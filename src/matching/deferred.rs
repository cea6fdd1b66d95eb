//! Capacitated deferred-acceptance matcher.
//!
//! Generalizes Gale–Shapley proposal/rejection to occasions with
//! capacity ranges and priority-weighted acceptance, with an extra
//! attendee-side exclusivity rule: an attendee's own pending bookings
//! mutually exclude each other by time overlap, independent of occasion
//! capacity. Because of that side-constraint, the result is not
//! guaranteed to be stable in the strict Gale–Shapley sense, nor
//! welfare-optimal.
//!
//! # Protocol
//!
//! Repeated passes until a full pass yields zero new matches or every
//! occasion is full:
//!
//! 1. All attendees with a non-empty wishlist propose, in randomized
//!    order, each walking its wishlist in descending priority until an
//!    occasion accepts.
//! 2. An occasion below usable capacity accepts unconditionally; a full
//!    occasion evicts its lowest-scored holder when the proposal scores
//!    strictly higher, otherwise rejects.
//! 3. Confirming a booking blocks the attendee's conflicting wishlist
//!    entries; an eviction returns the booking to its attendee's
//!    wishlist and restores blocked entries that no longer conflict with
//!    anything held or still blocked.
//!
//! The matcher starts from the snapshot's current states (open bookings
//! form the wishlists, accepted bookings already hold their seats), so
//! running it on its own output performs no further accepts and returns
//! the same partition. Resetting to all-open is the caller's decision.
//!
//! Termination: every accept either fills unused capacity or strictly
//! raises the accepting occasion's minimum held score, and a pass
//! without a single accept ends the loop.
//!
//! # References
//! - Gale & Shapley (1962), "College Admissions and the Stability of
//!   Marriage"
//! - Roth (1984), "The Evolution of the Labor Market for Medical Interns
//!   and Residents"

use std::collections::BTreeMap;

use rand::seq::SliceRandom;
use rand::Rng;

use super::MatchOutcome;
use crate::models::{BookingState, Snapshot};

/// Deferred-acceptance matcher over a loaded snapshot.
#[derive(Debug, Clone, Default)]
pub struct DeferredAcceptance;

/// Per-attendee proposal state.
#[derive(Debug, Default)]
struct AttendeeQueue {
    /// Open bookings ordered by descending priority (id tie-break);
    /// the front is the next proposal.
    wishlist: Vec<String>,
    /// Wishlist entries provisionally withdrawn because they conflict
    /// with a currently-held booking.
    blocked: Vec<String>,
    /// Currently-held bookings (mutually non-conflicting).
    accepted: Vec<String>,
}

/// Per-occasion acceptance state.
#[derive(Debug, Default)]
struct OccasionSeats {
    held: Vec<String>,
}

impl DeferredAcceptance {
    /// Creates a matcher.
    pub fn new() -> Self {
        Self
    }

    /// Runs the full proposal/rejection protocol and returns the final
    /// partition.
    ///
    /// Wishlists are built from the snapshot's open bookings and seats
    /// from its accepted bookings, so a run over a fresh (all-open)
    /// snapshot matches from scratch while a run over a previous
    /// outcome is a no-op fixpoint.
    pub fn run<R: Rng>(&self, snapshot: &Snapshot, rng: &mut R) -> MatchOutcome {
        let mut attendees: BTreeMap<String, AttendeeQueue> = snapshot
            .attendees()
            .map(|a| {
                let mut queue = AttendeeQueue::default();
                for id in &a.booking_ids {
                    let Some(booking) = snapshot.booking(id) else {
                        continue;
                    };
                    match booking.state {
                        BookingState::Open => queue.wishlist.push(id.clone()),
                        BookingState::Accepted => queue.accepted.push(id.clone()),
                        BookingState::Blocked => queue.blocked.push(id.clone()),
                    }
                }
                sort_wishlist(&mut queue.wishlist, snapshot);
                (a.id.clone(), queue)
            })
            .collect();

        // One seat table per occasion actually referenced by a booking;
        // accepted bookings already hold their seats.
        let mut seats: BTreeMap<String, OccasionSeats> = BTreeMap::new();
        for booking in snapshot.bookings() {
            if snapshot.occasion(&booking.occasion_id).is_none() {
                continue;
            }
            let seat = seats.entry(booking.occasion_id.clone()).or_default();
            if booking.state == BookingState::Accepted {
                seat.held.push(booking.id.clone());
            }
        }

        let mut pass = 0u32;
        loop {
            let everything_full = !seats.is_empty()
                && seats.iter().all(|(occasion_id, s)| {
                    snapshot
                        .occasion(occasion_id)
                        .map(|o| s.held.len() >= o.spots.usable())
                        .unwrap_or(true)
                });
            if everything_full {
                break;
            }

            let mut proposers: Vec<String> = attendees
                .iter()
                .filter(|(_, q)| !q.wishlist.is_empty())
                .map(|(id, _)| id.clone())
                .collect();
            if proposers.is_empty() {
                break;
            }
            proposers.shuffle(rng);

            let mut matches = 0usize;
            while let Some(attendee_id) = proposers.pop() {
                let wishlist = attendees
                    .get(&attendee_id)
                    .map(|q| q.wishlist.clone())
                    .unwrap_or_default();

                for booking_id in wishlist {
                    if propose(snapshot, &mut attendees, &mut seats, &attendee_id, &booking_id) {
                        matches += 1;
                        break;
                    }
                }
            }

            pass += 1;
            log::debug!("pass {pass}: {matches} accepts");
            if matches == 0 {
                break;
            }
        }

        let mut outcome = MatchOutcome::default();
        for queue in attendees.values() {
            outcome.open.extend(queue.wishlist.iter().cloned());
            outcome.accepted.extend(queue.accepted.iter().cloned());
            outcome.blocked.extend(queue.blocked.iter().cloned());
        }
        outcome
    }
}

/// One proposal. Returns true on accept (including accept-by-eviction).
fn propose(
    snapshot: &Snapshot,
    attendees: &mut BTreeMap<String, AttendeeQueue>,
    seats: &mut BTreeMap<String, OccasionSeats>,
    attendee_id: &str,
    booking_id: &str,
) -> bool {
    let Some(booking) = snapshot.booking(booking_id) else {
        return false;
    };
    let Some(occasion) = snapshot.occasion(&booking.occasion_id) else {
        return false;
    };
    let usable = occasion.spots.usable();

    let Some(seat) = seats.get_mut(&booking.occasion_id) else {
        return false;
    };

    if seat.held.len() < usable {
        seat.held.push(booking_id.to_string());
        confirm(snapshot, attendees, attendee_id, booking_id);
        return true;
    }

    // Full: evict the lowest-scored holder iff the proposal scores
    // strictly higher. Score compares candidates for the same occasion
    // only, never across occasions.
    let Some(worst) = seat
        .held
        .iter()
        .min_by_key(|id| (score(snapshot, id), (*id).clone()))
        .cloned()
    else {
        return false;
    };

    if score(snapshot, booking_id) > score(snapshot, &worst) {
        seat.held.retain(|id| *id != worst);
        seat.held.push(booking_id.to_string());
        confirm(snapshot, attendees, attendee_id, booking_id);
        if let Some(owner) = snapshot.booking(&worst).map(|b| b.attendee_id.clone()) {
            unconfirm(snapshot, attendees, &owner, &worst);
        }
        return true;
    }

    false
}

/// Acceptance score of a booking: its priority.
fn score(snapshot: &Snapshot, booking_id: &str) -> i32 {
    snapshot.booking(booking_id).map(|b| b.priority).unwrap_or(0)
}

/// Moves a booking from the wishlist into the accepted set, withdrawing
/// every other wishlist entry that conflicts with it.
fn confirm(
    snapshot: &Snapshot,
    attendees: &mut BTreeMap<String, AttendeeQueue>,
    attendee_id: &str,
    booking_id: &str,
) {
    let Some(queue) = attendees.get_mut(attendee_id) else {
        return;
    };
    let Some(booking) = snapshot.booking(booking_id) else {
        return;
    };

    let conflicting: Vec<String> = queue
        .wishlist
        .iter()
        .filter(|id| id.as_str() != booking_id)
        .filter(|id| {
            snapshot
                .booking(id)
                .map(|other| snapshot.conflicts(other, booking))
                .unwrap_or(false)
        })
        .cloned()
        .collect();

    queue
        .wishlist
        .retain(|id| id != booking_id && !conflicting.contains(id));
    queue.blocked.extend(conflicting);
    queue.accepted.push(booking_id.to_string());
}

/// Returns an evicted booking to the wishlist and restores every blocked
/// entry that conflicts with neither a currently-held booking nor any
/// other still-blocked entry.
fn unconfirm(
    snapshot: &Snapshot,
    attendees: &mut BTreeMap<String, AttendeeQueue>,
    attendee_id: &str,
    booking_id: &str,
) {
    let Some(queue) = attendees.get_mut(attendee_id) else {
        return;
    };

    queue.accepted.retain(|id| id != booking_id);
    queue.wishlist.push(booking_id.to_string());

    let blocked = queue.blocked.clone();
    let restorable: Vec<String> = blocked
        .iter()
        .filter(|id| {
            let conflicts_held = queue
                .accepted
                .iter()
                .any(|held| conflicts_by_id(snapshot, id, held));
            let conflicts_blocked = blocked
                .iter()
                .filter(|other| other != id)
                .any(|other| conflicts_by_id(snapshot, id, other));
            !conflicts_held && !conflicts_blocked
        })
        .cloned()
        .collect();

    queue.blocked.retain(|id| !restorable.contains(id));
    queue.wishlist.extend(restorable);
    sort_wishlist(&mut queue.wishlist, snapshot);
}

fn conflicts_by_id(snapshot: &Snapshot, a: &str, b: &str) -> bool {
    match (snapshot.booking(a), snapshot.booking(b)) {
        (Some(a), Some(b)) => snapshot.conflicts(a, b),
        _ => false,
    }
}

/// Orders a wishlist by descending priority, booking id as tie-break.
fn sort_wishlist(wishlist: &mut [String], snapshot: &Snapshot) {
    wishlist.sort_by_key(|id| {
        let priority = snapshot.booking(id).map(|b| b.priority).unwrap_or(0);
        (std::cmp::Reverse(priority), id.clone())
    });
}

■ ■ ■ ■ ■

**Task requirements:** If a line of the data includes the word "their", it counts; give how many lines do, as a bare number.

**Result of this task:** 2